WORK INSTRUCTIONS:
From the entries provided below, copy each line that contains the word "rejected".
──────────────────────────────
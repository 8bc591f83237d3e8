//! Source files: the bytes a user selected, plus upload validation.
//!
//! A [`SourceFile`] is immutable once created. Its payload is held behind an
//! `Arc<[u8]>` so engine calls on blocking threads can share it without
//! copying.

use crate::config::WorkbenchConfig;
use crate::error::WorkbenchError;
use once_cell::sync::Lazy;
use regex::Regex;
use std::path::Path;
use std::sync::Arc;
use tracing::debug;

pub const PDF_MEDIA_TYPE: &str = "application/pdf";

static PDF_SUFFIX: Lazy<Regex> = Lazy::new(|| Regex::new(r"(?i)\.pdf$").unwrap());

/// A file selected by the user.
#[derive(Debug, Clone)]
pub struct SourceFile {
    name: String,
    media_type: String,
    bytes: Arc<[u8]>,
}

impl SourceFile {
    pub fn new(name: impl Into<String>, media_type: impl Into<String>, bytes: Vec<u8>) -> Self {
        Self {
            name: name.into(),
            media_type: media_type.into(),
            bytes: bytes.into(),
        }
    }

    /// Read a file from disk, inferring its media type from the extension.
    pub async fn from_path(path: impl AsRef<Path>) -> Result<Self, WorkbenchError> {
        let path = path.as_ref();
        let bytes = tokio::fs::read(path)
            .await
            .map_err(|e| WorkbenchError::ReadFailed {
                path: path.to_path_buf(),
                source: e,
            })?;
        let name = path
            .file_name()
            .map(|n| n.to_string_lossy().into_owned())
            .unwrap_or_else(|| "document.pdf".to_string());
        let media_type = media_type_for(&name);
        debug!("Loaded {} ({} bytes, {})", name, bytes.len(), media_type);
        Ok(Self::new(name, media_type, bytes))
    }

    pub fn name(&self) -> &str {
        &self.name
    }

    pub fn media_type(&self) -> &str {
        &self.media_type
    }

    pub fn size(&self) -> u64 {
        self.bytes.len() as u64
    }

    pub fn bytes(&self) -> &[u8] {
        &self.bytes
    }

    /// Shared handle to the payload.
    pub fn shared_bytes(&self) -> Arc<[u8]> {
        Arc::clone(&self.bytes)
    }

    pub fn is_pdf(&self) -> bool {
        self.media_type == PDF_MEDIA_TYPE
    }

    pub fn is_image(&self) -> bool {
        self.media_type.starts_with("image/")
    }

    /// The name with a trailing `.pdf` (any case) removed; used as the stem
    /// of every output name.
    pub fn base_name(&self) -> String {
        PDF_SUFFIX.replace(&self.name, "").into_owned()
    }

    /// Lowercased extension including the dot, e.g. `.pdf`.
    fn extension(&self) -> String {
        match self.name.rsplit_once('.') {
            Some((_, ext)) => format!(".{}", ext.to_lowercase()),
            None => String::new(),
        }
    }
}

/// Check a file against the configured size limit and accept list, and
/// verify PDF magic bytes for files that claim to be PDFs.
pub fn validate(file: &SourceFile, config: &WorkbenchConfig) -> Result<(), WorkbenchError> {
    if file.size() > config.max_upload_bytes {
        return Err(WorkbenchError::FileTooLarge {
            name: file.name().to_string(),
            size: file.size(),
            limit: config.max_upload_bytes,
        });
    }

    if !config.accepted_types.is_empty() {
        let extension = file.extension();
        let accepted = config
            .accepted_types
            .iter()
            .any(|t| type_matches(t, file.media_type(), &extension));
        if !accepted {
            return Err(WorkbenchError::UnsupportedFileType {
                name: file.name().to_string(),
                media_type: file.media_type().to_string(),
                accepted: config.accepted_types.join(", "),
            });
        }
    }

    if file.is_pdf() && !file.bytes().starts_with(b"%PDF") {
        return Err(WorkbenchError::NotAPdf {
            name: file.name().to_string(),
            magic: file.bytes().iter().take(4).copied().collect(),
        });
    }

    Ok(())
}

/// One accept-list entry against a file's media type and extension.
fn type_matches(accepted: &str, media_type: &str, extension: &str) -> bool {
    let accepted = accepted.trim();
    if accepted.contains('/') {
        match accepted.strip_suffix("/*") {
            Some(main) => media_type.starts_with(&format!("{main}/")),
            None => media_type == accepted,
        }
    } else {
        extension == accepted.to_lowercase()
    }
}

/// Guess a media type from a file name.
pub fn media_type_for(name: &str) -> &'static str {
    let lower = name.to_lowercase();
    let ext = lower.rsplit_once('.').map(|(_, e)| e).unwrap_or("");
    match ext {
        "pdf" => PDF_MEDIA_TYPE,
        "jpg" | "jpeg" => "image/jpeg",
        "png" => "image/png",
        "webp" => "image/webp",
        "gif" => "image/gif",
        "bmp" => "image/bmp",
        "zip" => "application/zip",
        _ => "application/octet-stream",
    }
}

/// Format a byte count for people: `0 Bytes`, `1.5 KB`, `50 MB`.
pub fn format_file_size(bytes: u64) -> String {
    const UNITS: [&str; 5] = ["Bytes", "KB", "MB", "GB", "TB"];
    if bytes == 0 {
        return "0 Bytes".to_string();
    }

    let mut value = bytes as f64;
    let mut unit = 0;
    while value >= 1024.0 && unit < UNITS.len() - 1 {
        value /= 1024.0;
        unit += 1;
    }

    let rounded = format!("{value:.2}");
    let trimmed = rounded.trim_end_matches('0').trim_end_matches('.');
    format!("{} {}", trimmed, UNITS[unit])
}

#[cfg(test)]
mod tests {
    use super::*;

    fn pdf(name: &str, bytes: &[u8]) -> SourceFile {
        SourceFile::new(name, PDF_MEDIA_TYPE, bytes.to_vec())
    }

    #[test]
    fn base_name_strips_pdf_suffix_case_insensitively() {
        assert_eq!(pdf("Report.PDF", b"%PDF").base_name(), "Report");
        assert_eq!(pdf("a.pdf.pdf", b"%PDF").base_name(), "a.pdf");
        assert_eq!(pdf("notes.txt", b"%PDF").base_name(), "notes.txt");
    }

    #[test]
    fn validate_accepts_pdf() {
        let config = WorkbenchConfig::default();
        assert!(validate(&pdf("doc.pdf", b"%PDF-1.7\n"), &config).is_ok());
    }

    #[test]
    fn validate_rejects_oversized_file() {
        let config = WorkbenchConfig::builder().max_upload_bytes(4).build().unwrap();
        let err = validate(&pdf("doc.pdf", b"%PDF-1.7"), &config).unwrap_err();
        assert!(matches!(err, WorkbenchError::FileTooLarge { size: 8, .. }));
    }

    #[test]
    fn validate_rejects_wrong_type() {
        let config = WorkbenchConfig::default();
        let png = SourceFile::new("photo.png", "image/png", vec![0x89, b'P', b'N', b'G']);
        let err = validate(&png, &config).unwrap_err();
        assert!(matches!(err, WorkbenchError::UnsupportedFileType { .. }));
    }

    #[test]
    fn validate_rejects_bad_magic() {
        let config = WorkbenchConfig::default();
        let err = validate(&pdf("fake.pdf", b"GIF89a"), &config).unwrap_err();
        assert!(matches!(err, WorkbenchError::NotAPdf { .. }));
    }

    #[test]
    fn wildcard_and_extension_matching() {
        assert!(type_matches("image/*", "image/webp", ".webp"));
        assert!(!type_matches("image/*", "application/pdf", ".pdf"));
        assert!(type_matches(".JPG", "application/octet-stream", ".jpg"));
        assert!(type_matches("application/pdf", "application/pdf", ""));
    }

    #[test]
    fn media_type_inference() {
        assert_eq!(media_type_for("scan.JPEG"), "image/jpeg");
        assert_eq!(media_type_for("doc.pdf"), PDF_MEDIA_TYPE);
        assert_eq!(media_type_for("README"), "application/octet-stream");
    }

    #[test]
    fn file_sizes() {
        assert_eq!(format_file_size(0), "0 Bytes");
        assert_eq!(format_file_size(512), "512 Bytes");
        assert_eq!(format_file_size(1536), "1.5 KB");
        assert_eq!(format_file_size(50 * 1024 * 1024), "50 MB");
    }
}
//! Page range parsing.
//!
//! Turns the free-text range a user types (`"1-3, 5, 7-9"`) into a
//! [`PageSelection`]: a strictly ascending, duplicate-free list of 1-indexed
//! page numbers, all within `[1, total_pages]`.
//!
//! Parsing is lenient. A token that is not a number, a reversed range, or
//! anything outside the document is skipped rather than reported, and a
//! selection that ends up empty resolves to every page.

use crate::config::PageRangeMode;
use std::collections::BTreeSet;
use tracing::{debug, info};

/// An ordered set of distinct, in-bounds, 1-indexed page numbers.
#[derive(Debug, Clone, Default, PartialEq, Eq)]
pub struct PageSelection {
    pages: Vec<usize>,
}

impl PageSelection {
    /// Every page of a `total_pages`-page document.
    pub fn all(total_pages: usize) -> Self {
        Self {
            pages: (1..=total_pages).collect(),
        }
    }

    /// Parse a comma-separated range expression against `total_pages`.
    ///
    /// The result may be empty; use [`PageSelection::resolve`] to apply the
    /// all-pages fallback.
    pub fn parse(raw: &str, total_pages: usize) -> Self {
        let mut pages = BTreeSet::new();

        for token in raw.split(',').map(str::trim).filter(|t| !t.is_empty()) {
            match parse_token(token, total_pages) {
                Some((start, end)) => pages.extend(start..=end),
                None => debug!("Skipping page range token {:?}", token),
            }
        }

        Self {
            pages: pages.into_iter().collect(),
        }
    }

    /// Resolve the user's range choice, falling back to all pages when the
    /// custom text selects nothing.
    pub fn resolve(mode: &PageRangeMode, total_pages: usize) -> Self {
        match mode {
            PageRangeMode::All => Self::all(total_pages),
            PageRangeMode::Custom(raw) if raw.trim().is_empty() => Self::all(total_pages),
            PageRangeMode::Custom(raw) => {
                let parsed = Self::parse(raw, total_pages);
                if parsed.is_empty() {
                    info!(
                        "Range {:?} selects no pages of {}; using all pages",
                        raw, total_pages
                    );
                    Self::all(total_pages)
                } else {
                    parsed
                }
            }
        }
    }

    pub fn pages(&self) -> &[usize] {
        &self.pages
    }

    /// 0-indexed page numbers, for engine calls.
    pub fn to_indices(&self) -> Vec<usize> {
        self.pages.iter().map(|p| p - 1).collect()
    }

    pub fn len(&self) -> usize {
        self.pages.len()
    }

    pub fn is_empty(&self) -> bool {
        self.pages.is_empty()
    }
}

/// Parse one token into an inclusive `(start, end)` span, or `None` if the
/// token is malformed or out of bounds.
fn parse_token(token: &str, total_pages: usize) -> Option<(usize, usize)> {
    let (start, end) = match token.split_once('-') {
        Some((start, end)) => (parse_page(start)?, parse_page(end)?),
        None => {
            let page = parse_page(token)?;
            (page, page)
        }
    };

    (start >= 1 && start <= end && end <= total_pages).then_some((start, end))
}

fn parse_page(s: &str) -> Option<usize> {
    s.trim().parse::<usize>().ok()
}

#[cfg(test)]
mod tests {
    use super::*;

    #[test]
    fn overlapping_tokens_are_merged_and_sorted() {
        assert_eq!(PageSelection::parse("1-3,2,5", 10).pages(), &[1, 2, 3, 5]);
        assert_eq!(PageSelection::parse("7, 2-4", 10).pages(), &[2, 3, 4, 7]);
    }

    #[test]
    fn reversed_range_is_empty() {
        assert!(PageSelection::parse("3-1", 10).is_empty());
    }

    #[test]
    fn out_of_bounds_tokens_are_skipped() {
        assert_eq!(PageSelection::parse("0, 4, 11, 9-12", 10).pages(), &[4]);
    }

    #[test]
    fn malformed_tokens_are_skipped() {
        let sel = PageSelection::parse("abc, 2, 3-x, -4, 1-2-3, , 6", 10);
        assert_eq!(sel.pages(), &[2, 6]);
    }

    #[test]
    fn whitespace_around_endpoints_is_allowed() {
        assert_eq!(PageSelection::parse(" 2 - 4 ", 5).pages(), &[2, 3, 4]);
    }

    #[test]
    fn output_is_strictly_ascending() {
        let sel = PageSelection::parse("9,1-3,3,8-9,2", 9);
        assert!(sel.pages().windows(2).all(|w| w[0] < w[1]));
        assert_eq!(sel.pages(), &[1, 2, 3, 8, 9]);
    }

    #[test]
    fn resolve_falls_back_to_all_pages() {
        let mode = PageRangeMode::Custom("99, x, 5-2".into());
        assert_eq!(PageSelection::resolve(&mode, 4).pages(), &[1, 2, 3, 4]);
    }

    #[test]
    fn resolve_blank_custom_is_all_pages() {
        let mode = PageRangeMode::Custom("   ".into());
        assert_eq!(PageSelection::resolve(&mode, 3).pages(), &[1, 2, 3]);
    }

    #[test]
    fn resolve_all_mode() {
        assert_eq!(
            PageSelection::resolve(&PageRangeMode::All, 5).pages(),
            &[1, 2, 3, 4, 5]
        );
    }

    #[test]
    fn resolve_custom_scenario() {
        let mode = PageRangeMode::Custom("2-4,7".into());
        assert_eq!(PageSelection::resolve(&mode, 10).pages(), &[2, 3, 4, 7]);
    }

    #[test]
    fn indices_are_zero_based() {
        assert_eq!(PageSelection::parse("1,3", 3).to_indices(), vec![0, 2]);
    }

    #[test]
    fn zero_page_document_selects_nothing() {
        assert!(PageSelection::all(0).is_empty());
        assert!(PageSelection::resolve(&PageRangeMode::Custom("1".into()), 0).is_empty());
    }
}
──────────────────────────────
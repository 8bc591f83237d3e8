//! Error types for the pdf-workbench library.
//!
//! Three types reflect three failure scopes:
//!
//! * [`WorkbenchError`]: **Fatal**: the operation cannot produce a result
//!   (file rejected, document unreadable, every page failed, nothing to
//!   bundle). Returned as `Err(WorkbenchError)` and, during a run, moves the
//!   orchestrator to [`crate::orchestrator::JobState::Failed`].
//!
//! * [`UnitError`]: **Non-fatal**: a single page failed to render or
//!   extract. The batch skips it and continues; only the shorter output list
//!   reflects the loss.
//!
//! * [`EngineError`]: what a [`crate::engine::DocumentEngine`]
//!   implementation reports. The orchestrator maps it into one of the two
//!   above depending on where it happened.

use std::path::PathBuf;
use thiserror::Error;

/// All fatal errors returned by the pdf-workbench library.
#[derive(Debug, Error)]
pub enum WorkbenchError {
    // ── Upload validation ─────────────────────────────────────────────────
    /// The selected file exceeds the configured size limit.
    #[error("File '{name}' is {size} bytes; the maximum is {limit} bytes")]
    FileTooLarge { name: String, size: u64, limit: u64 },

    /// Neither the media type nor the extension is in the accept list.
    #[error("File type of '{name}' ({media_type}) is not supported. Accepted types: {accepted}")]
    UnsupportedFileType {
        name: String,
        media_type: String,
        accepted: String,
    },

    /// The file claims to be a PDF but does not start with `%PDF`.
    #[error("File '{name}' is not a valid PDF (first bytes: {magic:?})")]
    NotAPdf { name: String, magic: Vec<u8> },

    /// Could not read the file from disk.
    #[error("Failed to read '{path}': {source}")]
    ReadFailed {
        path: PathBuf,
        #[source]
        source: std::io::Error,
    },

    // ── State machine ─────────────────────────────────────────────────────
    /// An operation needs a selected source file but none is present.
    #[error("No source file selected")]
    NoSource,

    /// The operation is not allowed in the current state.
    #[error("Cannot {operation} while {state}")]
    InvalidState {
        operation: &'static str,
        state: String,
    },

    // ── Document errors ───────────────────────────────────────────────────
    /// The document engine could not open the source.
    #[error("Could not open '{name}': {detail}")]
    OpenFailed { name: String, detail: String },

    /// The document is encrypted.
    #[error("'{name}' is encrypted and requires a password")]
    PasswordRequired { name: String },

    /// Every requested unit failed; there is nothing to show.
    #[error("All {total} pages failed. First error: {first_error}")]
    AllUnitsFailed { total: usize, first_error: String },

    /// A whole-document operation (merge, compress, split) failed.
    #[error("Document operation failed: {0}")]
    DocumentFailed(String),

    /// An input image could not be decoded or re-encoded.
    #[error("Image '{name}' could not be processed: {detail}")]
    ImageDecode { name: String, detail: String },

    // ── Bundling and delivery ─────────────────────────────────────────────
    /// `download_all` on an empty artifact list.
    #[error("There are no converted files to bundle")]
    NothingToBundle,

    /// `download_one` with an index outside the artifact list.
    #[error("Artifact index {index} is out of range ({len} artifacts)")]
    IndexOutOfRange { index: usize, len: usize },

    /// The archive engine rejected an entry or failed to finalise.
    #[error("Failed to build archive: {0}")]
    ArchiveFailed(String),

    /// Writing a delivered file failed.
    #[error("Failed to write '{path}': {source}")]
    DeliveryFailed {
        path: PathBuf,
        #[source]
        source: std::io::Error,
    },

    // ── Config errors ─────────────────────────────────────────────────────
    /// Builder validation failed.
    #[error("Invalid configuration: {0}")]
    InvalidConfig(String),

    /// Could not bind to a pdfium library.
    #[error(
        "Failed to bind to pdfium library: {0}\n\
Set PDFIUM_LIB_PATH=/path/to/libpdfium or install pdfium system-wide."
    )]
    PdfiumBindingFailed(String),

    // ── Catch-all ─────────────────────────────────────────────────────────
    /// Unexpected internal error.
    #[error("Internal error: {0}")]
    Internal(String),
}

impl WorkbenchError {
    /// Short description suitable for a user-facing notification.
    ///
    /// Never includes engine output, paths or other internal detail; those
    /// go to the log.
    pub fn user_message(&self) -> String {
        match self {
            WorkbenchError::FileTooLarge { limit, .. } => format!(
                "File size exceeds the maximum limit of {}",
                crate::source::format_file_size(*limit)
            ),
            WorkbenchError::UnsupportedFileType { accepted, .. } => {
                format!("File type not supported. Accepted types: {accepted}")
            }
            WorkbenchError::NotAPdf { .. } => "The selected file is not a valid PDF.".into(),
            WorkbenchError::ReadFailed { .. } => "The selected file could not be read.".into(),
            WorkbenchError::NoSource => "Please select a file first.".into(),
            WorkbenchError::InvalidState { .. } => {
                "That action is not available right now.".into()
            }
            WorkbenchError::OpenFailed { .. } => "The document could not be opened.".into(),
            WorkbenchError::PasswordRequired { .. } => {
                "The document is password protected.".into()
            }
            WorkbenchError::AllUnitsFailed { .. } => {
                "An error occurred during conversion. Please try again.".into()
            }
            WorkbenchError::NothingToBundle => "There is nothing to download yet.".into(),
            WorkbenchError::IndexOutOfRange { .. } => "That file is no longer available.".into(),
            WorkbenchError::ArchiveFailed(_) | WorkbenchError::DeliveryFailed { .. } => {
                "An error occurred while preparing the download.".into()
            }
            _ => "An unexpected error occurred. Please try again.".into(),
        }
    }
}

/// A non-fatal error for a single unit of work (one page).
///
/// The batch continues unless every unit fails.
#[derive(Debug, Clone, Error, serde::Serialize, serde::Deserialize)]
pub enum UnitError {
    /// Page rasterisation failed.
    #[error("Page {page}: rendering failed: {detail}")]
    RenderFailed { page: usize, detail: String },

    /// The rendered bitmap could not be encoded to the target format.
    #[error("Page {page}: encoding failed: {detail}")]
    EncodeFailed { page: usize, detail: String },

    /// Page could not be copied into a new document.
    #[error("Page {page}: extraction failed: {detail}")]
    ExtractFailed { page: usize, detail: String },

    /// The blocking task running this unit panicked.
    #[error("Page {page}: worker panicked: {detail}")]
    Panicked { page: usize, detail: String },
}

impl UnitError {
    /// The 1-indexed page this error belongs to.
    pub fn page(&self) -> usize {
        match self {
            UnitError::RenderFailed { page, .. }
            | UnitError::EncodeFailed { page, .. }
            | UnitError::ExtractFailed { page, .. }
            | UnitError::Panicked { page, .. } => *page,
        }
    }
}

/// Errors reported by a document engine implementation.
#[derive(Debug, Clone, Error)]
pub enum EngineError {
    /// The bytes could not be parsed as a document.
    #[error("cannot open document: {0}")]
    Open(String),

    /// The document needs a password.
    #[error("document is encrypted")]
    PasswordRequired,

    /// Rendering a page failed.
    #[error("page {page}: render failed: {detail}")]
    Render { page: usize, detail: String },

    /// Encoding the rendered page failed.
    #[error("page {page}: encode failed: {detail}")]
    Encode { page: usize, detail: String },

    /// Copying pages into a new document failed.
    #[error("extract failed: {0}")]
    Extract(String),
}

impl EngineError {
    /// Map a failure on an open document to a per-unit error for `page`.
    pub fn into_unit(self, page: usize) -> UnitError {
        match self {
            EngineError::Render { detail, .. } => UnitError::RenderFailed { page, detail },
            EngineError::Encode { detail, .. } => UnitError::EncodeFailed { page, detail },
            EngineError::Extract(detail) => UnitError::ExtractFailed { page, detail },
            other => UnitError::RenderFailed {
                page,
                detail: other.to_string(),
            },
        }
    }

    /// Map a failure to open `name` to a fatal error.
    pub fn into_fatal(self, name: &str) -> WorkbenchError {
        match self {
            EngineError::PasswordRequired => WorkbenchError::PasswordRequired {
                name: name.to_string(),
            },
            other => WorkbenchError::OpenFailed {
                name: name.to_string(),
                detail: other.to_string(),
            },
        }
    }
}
──────────────────────────────
RESPONSE TO THE TASK:
//!   (file rejected, document unreadable, every page failed, nothing to
    /// The archive engine rejected an entry or failed to finalise.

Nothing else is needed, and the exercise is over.